The $3.15 billion Montgomery County Public Schools recommended operating budget for fiscal 2024 represents an 8% increase over the current school budget and prioritizes staff retention and communication with families, according to Superintendent Monifa McKnight.
McKnight presented her recommended budget at a public meeting on Monday night at Northwest High School. Students, educators and county officials packed into the room to hear the presentation.
In the wake of the COVID-19 pandemic, McKnight said schools are seeing a surge in enrollment, engagement and extracurricular participation across the county. Over the past year, she said enrollment in dual education courses doubled, and the school system’s full-day pre-K program grew by 30%.
Board of Education President Karla Silvestre said MCPS has four budget priorities for the new fiscal year:
- Improving math and literacy
- Building a safe and inclusive school climate
- Enhancing staff recruitment and retention
- Increasing communication between schools and families
McKnight acknowledged that the school district is “behind where we once were” when it comes to accounting for inflation.
“Our per-pupil funding has remained flat since 2010 when adjusted for inflation, while our per-pupil needs have only increased,” she said.

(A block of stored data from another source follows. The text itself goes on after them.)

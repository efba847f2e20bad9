//! Camera Frame Source
//!
//! The unit does not own the camera. The capture pipeline publishes frames
//! into a [`SharedFrame`] slot and consumers (the live stream) pull the
//! latest one through [`FrameSource`].
//! Supports:
//! - RGB24 frames with JPEG encoding
//! - A moving test pattern for hosts without a camera

mod frame;
mod source;

pub use frame::VideoFrame;
pub use source::{FrameSource, SharedFrame, TestPattern};

use thiserror::Error;

/// Frame error types
#[derive(Error, Debug)]
pub enum FrameError {
    #[error("Frame buffer size {actual} does not match {width}x{height} RGB")]
    BufferSize {
        width: u32,
        height: u32,
        actual: usize,
    },

    #[error("JPEG encoding failed: {0}")]
    Encode(#[from] image::ImageError),
}
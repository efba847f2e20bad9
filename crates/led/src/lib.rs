//! Status LED
//!
//! Several conditions can be true at once (armed, offline, error, ...).
//! Callers set and clear those reasons; a background loop renders the one
//! pattern the highest-priority reason calls for.

mod controller;
mod output;
mod pattern;

pub use controller::{LedConfig, LedController};
pub use output::{LedOutput, LogLed, RecordingLed};
pub use pattern::{ActiveReasons, LedColor, LedState, Pattern};

use thiserror::Error;

/// LED error types
#[derive(Error, Debug)]
pub enum LedError {
    #[error("LED output error: {0}")]
    Output(String),

    #[error("Failed to spawn render thread: {0}")]
    Spawn(#[from] std::io::Error),

    #[error("{0}")]
    Lock(String),
}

While the emergency COVID-19 relief funding provided by the federal government gave MCPS a “much-needed boost,” the funding expires by September 2024. She said this means MCPS must come up with “new and different ways” to provide students with innovative education.
Despite having one of the highest costs of living in the region, McKnight said Montgomery County also falls in fifth place for starting salaries among Maryland school districts.

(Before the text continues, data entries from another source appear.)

//! Periodic check-in with the backend

use std::sync::Arc;
use std::time::Duration;

use control_server::{storage_free_mb, FIRMWARE_VERSION};
use led::LedState;
use serde::{Deserialize, Serialize};
use tokio::sync::watch;
use tracing::{debug, error, info, warn};

use crate::context::UnitContext;

/// Backend endpoint, relative to the server URL
pub const HEARTBEAT_ENDPOINT: &str = "/api/units/heartbeat";

const REQUEST_TIMEOUT: Duration = Duration::from_secs(10);

/// Body of each heartbeat
#[derive(Debug, Clone, PartialEq, Serialize, Deserialize)]
pub struct HeartbeatReport {
    pub armed: bool,
    pub firmware_version: String,
    pub uptime_seconds: u64,
    pub free_storage_mb: u64,
    pub pending_clips: usize,
}

#[derive(Debug, Default, Deserialize)]
struct HeartbeatReply {
    #[serde(default)]
    config: Option<RemoteConfig>,
}

#[derive(Debug, Default, Deserialize)]
struct RemoteConfig {
    #[serde(default)]
    armed: Option<bool>,
}

/// What one heartbeat achieved
#[derive(Debug, Clone, PartialEq, Eq)]
pub enum HeartbeatOutcome {
    /// No server configured
    Skipped,
    /// 200; `armed` is the server's wish, if it sent one
    Online { armed: Option<bool> },
    /// Any other status
    Rejected(u16),
    /// Request never completed
    Unreachable(String),
}

/// Heartbeat sender
pub struct Heartbeat {
    ctx: Arc<UnitContext>,
    client: reqwest::Client,
}

impl Heartbeat {
    pub fn new(ctx: Arc<UnitContext>) -> anyhow::Result<Self> {
        let client = reqwest::Client::builder().timeout(REQUEST_TIMEOUT).build()?;
        Ok(Self { ctx, client })
    }

    pub fn report(&self) -> anyhow::Result<HeartbeatReport> {
        Ok(HeartbeatReport {
            armed: self.ctx.config.is_armed()?,
            firmware_version: FIRMWARE_VERSION.to_string(),
            uptime_seconds: self.ctx.uptime_seconds(),
            free_storage_mb: storage_free_mb(&self.ctx.options().storage_path),
            pending_clips: self.ctx.uploader.pending_count(),
        })
    }

    /// Send one heartbeat and apply the result to the LED and arming
    pub async fn beat(&self) -> HeartbeatOutcome {
        let outcome = self.send().await;
        self.apply(&outcome);
        outcome
    }

    async fn send(&self) -> HeartbeatOutcome {
        let credentials = match self.ctx.config.server_credentials() {
            Ok(Some(credentials)) => credentials,
            Ok(None) => return HeartbeatOutcome::Skipped,
            Err(e) => return HeartbeatOutcome::Unreachable(e.to_string()),
        };
        let (url, api_key) = credentials;
        let report = match self.report() {
            Ok(report) => report,
            Err(e) => return HeartbeatOutcome::Unreachable(e.to_string()),
        };

        let endpoint = format!("{}{}", url.trim_end_matches('/'), HEARTBEAT_ENDPOINT);
        debug!("Heartbeat to {}", endpoint);
        let response = match self
            .client
            .post(&endpoint)
            .header("X-API-Key", api_key)
            .json(&report)
            .send()
            .await
        {
            Ok(response) => response,
            Err(e) => return HeartbeatOutcome::Unreachable(e.to_string()),
        };

        let status = response.status().as_u16();
        if status != 200 {
            return HeartbeatOutcome::Rejected(status);
        }
        let reply: HeartbeatReply = response.json().await.unwrap_or_default();
        HeartbeatOutcome::Online {
            armed: reply.config.and_then(|c| c.armed),
        }
    }

    fn apply(&self, outcome: &HeartbeatOutcome) {
        match outcome {
            HeartbeatOutcome::Skipped => debug!("Heartbeat skipped: no server configured"),
            HeartbeatOutcome::Online { armed } => {
                if self.ctx.led.is_state_set(LedState::Offline) {
                    info!("Backend reachable again");
                }
                self.ctx.led.clear_state(LedState::Offline);
                if let Some(wanted) = *armed {
                    let current = self.ctx.config.is_armed().unwrap_or(!wanted);
                    if current != wanted {
                        info!("Server requested armed={}", wanted);
                        if let Err(e) = self.ctx.apply_armed(wanted) {
                            warn!("Could not apply server arming: {}", e);
                        }
                    }
                }
            }
            HeartbeatOutcome::Rejected(status @ (401 | 403)) => {
                error!("Heartbeat authentication failed ({}), check the API key", status);
                self.ctx.led.set_state(LedState::Offline);
            }
            HeartbeatOutcome::Rejected(status) => {
                warn!("Heartbeat rejected with status {}", status);
                self.ctx.led.set_state(LedState::Offline);
            }
            HeartbeatOutcome::Unreachable(reason) => {
                warn!("Heartbeat failed: {}", reason);
                self.ctx.led.set_state(LedState::Offline);
            }
        }
    }

    /// Beat every `server.heartbeat_interval_seconds` until shutdown
    pub async fn run(self, mut shutdown: watch::Receiver<bool>) {
        info!("Heartbeat task started");
        loop {
            if *shutdown.borrow() {
                break;
            }
            self.beat().await;

            let interval = self
                .ctx
                .config
                .snapshot()
                .map(|c| c.server.heartbeat_interval_seconds)
                .unwrap_or(60);
            tokio::select! {
                _ = tokio::time::sleep(Duration::from_secs(u64::from(interval))) => {}
                changed = shutdown.changed() => {
                    if changed.is_err() {
                        break;
                    }
                }
            }
        }
        info!("Heartbeat task stopped");
    }
}

#[cfg(test)]
mod tests {
    use super::*;
    use std::path::Path;

    use crate::button::MockButton;
    use crate::context::{Hardware, UnitOptions};
    use clip_uploader::MockTransport;
    use laser::MockLaserLine;
    use led::LogLed;
    use serde_json::Value;
    use servo::{MockPwm, ServoConfig};
    use tokio::io::{AsyncReadExt, AsyncWriteExt};
    use tokio::net::TcpListener;
    use tokio::sync::oneshot;
    use unit_config::UnitConfig;

    fn context(dir: &Path, server_url: &str) -> Arc<UnitContext> {
        let options = UnitOptions {
            config_path: dir.join("config.json"),
            calibration_path: dir.join("calibration.json"),
            queue_path: dir.join("upload_queue.json"),
            storage_path: dir.to_path_buf(),
            servo: ServoConfig::immediate(),
            test_pattern: true,
            ..UnitOptions::production()
        };

        let mut config = UnitConfig::default();
        config.server.url = server_url.to_string();
        config.server.api_key = "unit-key".to_string();
        std::fs::write(&options.config_path, serde_json::to_string(&config).unwrap()).unwrap();

        let hardware = Hardware {
            pwm: Box::new(MockPwm::new()),
            laser_line: Box::new(MockLaserLine::new()),
            led: Box::new(LogLed::default()),
            transport: Arc::new(MockTransport::new()),
            button: Box::new(MockButton::new()),
        };
        Arc::new(UnitContext::build(options, hardware).unwrap())
    }

    /// Serve exactly one request with `status` and `body`; hands back the raw request
    async fn one_shot_backend(status: &'static str, body: &'static str) -> (String, oneshot::Receiver<String>) {
        let listener = TcpListener::bind("127.0.0.1:0").await.unwrap();
        let addr = listener.local_addr().unwrap();
        let (tx, rx) = oneshot::channel();

        tokio::spawn(async move {
            let (mut socket, _) = listener.accept().await.unwrap();
            let mut buf = Vec::new();
            let mut chunk = [0u8; 2048];
            loop {
                let n = socket.read(&mut chunk).await.unwrap();
                if n == 0 {
                    break;
                }
                buf.extend_from_slice(&chunk[..n]);
                let text = String::from_utf8_lossy(&buf).to_string();
                if let Some(head_end) = text.find("\r\n\r\n") {
                    let length = text[..head_end]
                        .lines()
                        .find_map(|l| {
                            let (name, value) = l.split_once(':')?;
                            name.eq_ignore_ascii_case("content-length")
                                .then(|| value.trim().parse::<usize>().ok())
                                .flatten()
                        })
                        .unwrap_or(0);
                    if buf.len() >= head_end + 4 + length {
                        break;
                    }
                }
            }

            let response = format!(
                "HTTP/1.1 {}\r\nContent-Type: application/json\r\nContent-Length: {}\r\nConnection: close\r\n\r\n{}",
                status,
                body.len(),
                body
            );
            socket.write_all(response.as_bytes()).await.unwrap();
            let _ = socket.shutdown().await;
            let _ = tx.send(String::from_utf8_lossy(&buf).to_string());
        });

        (format!("http://{}", addr), rx)
    }

    #[tokio::test]
    async fn test_heartbeat_reports_and_applies_remote_arming() {
        let dir = tempfile::tempdir().unwrap();
        let (url, request) = one_shot_backend("200 OK", r#"{"config":{"armed":true}}"#).await;
        let ctx = context(dir.path(), &url);
        ctx.led.set_state(LedState::Offline);

        let heartbeat = Heartbeat::new(ctx.clone()).unwrap();
        let outcome = heartbeat.beat().await;
        assert_eq!(outcome, HeartbeatOutcome::Online { armed: Some(true) });

        let raw = request.await.unwrap();
        assert!(raw.starts_with("POST /api/units/heartbeat HTTP/1.1"));
        assert!(raw.to_ascii_lowercase().contains("x-api-key: unit-key"));
        let body: Value = serde_json::from_str(&raw[raw.find("\r\n\r\n").unwrap() + 4..]).unwrap();
        assert_eq!(body["armed"], false);
        assert_eq!(body["firmware_version"], "1.0.0");
        assert_eq!(body["pending_clips"], 0);
        assert!(body["free_storage_mb"].is_u64());

        assert!(!ctx.led.is_state_set(LedState::Offline));
        assert!(ctx.laser.is_armed());
        assert!(ctx.config.is_armed().unwrap());
        assert!(ctx.led.is_state_set(LedState::Armed));
        ctx.park_hardware();
    }

    #[tokio::test]
    async fn test_auth_failure_marks_offline() {
        let dir = tempfile::tempdir().unwrap();
        let (url, _request) = one_shot_backend("401 Unauthorized", r#"{"error":"bad key"}"#).await;
        let ctx = context(dir.path(), &url);

        let outcome = Heartbeat::new(ctx.clone()).unwrap().beat().await;
        assert_eq!(outcome, HeartbeatOutcome::Rejected(401));
        assert!(ctx.led.is_state_set(LedState::Offline));
        assert!(!ctx.laser.is_armed());
        ctx.park_hardware();
    }

    #[tokio::test]
    async fn test_unreachable_backend_marks_offline() {
        let dir = tempfile::tempdir().unwrap();
        let closed = TcpListener::bind("127.0.0.1:0").await.unwrap();
        let url = format!("http://{}", closed.local_addr().unwrap());
        drop(closed);
        let ctx = context(dir.path(), &url);

        let outcome = Heartbeat::new(ctx.clone()).unwrap().beat().await;
        assert!(matches!(outcome, HeartbeatOutcome::Unreachable(_)));
        assert!(ctx.led.is_state_set(LedState::Offline));
        ctx.park_hardware();
    }

    #[tokio::test]
    async fn test_no_server_configured_skips() {
        let dir = tempfile::tempdir().unwrap();
        let ctx = context(dir.path(), "");

        let outcome = Heartbeat::new(ctx.clone()).unwrap().beat().await;
        assert_eq!(outcome, HeartbeatOutcome::Skipped);
        assert!(!ctx.led.is_state_set(LedState::Offline));
        ctx.park_hardware();
    }

    #[tokio::test]
    async fn test_remote_arming_refused_in_safe_mode() {
        let dir = tempfile::tempdir().unwrap();
        let (url, _request) = one_shot_backend("200 OK", r#"{"config":{"armed":true}}"#).await;
        let ctx = context(dir.path(), &url);
        ctx.targeting.fault("servo fault");

        let outcome = Heartbeat::new(ctx.clone()).unwrap().beat().await;
        assert_eq!(outcome, HeartbeatOutcome::Online { armed: Some(true) });
        assert!(!ctx.laser.is_armed());
        assert!(!ctx.config.is_armed().unwrap());
        assert_eq!(ctx.led.active_state(), LedState::Error);
        ctx.park_hardware();
    }
}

“We’re simply falling behind,” she said. “We’re working right now in collaboration with all of our employee associations to catch up.”
Efforts to improve employee retention include boosting staff salaries and compensation, reflected by $119 million in funds within the proposed budget according to an MCPS press release.

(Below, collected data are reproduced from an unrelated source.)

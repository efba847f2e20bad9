//! Subscriber setup

use tracing::Level;
use tracing_subscriber::{EnvFilter, FmtSubscriber};

/// Install the global subscriber.
///
/// `RUST_LOG` overrides the INFO default; `HORNET_LOG_FORMAT=json` switches
/// to JSON lines for log shipping.
pub fn init_logging() -> anyhow::Result<()> {
    let filter = EnvFilter::try_from_default_env()
        .unwrap_or_else(|_| EnvFilter::new(Level::INFO.as_str()));
    let json = std::env::var("HORNET_LOG_FORMAT").is_ok_and(|v| v.eq_ignore_ascii_case("json"));

    if json {
        let subscriber = FmtSubscriber::builder()
            .with_env_filter(filter)
            .with_target(true)
            .json()
            .finish();
        tracing::subscriber::set_global_default(subscriber)?;
    } else {
        let subscriber = FmtSubscriber::builder()
            .with_env_filter(filter)
            .with_target(true)
            .finish();
        tracing::subscriber::set_global_default(subscriber)?;
    }
    Ok(())
}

Other new budget investments include:
- Making advanced placement and dual enrollment courses free ($6.3 million)
- Creating a mobile app for parents to track students’ school bus routes ($5.2 million)
- Increasing maintenance staff and professional development opportunities ($5.2 million)
- Expanding early education opportunities ($2 million)
- Adding two more “innovative calendar schools” with longer school years ($2.5 million)
- Adding three more dual language immersion model schools—two in Spanish, one in Chinese ($591,000)
Overall, the recommended budget represents $235 million more in spending than the current fiscal year, an 8% increase that McKnight said will help the school district make up for lost ground due to the pandemic and stay ahead in an increasingly competitive environment.
“Now, I realize that this request is not small,” she said at the conclusion of her presentation, adding that, “Small isn’t what [our students] need right now.”
Next, the Board of Education will hold two budget hearings on Jan. 11 and 17 open for public comment. It will also undergo three internal budget work sessions before voting as a board to approve the operating budget on Feb. 7, 2023.
McKnight also addressed the antisemitic graffiti that had been found Saturday morning on the entrance sign at Walt Whitman High School. As students have returned to learning in person, McKnight said they are yearning to find a sense of community and belonging on their school campuses.
“Let me be very clear,” she said. “Belonging requires that our schools be free of any form of bias or hate, including the antisemitic graffiti found at one of our schools over this past weekend over the eve of this year’s Hanukkah celebration.”
The night prior, McKnight joined over 200 community members outside Whitman for a menorah-lighting.